What the task requires ▸
In the entries below, every line that contains "clone" must be located and copied.

Input for this task ▸
"""
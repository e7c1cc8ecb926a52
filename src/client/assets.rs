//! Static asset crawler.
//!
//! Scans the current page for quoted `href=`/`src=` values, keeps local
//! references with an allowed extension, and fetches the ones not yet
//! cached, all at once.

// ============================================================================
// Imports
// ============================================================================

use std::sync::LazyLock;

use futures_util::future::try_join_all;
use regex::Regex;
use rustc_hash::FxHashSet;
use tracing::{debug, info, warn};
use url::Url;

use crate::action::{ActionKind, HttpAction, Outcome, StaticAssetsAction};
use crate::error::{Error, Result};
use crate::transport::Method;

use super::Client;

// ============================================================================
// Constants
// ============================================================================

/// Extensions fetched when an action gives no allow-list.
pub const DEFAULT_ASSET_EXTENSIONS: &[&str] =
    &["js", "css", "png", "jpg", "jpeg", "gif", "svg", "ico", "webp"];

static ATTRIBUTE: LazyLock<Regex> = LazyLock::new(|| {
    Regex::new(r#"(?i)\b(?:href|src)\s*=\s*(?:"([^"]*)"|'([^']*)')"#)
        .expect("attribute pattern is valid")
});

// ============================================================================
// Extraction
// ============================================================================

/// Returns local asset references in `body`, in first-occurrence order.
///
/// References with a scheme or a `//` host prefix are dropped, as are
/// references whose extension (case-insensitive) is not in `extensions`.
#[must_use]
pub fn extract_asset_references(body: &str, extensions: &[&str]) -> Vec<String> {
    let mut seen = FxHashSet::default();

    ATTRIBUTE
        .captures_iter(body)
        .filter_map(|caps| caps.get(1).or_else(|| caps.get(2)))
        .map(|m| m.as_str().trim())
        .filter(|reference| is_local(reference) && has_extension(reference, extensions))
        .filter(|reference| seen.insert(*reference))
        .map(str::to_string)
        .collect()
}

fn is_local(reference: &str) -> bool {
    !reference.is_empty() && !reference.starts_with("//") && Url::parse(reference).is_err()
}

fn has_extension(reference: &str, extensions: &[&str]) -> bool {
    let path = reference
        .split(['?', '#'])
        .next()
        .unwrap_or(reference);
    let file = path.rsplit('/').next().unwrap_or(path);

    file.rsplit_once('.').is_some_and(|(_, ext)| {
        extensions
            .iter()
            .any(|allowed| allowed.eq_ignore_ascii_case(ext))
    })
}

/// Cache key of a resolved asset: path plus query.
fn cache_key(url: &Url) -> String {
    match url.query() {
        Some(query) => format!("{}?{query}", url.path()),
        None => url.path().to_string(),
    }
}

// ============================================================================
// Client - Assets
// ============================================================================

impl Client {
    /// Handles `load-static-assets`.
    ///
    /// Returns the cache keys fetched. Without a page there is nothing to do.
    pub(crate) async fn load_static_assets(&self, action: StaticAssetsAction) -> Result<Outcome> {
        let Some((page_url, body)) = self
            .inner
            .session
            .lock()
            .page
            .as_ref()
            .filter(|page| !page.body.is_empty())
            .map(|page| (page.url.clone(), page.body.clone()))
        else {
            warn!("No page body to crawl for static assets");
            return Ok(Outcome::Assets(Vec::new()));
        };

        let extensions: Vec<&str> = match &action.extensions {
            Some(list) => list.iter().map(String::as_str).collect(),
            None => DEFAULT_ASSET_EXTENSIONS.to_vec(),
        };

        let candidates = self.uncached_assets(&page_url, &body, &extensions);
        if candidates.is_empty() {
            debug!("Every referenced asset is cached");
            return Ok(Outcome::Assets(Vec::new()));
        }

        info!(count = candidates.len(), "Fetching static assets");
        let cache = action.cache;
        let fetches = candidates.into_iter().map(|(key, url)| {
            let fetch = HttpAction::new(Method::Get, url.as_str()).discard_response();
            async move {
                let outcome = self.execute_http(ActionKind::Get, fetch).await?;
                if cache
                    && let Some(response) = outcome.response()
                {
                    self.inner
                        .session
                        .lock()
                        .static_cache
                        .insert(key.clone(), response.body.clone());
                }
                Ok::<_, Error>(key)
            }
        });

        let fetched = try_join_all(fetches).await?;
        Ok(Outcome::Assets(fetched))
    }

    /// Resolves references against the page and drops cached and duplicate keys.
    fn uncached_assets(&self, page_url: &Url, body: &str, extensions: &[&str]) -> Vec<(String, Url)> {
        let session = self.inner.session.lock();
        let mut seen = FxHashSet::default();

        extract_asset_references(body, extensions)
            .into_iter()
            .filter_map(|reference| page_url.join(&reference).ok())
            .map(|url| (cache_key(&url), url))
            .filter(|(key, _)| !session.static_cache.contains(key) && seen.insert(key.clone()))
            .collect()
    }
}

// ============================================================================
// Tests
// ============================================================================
"""
Result for this exercise ▸
            .map(|page| (page.url.clone(), page.body.clone()))
                        .insert(key.clone(), response.body.clone());
            .filter(|(key, _)| !session.static_cache.contains(key) && seen.insert(key.clone()))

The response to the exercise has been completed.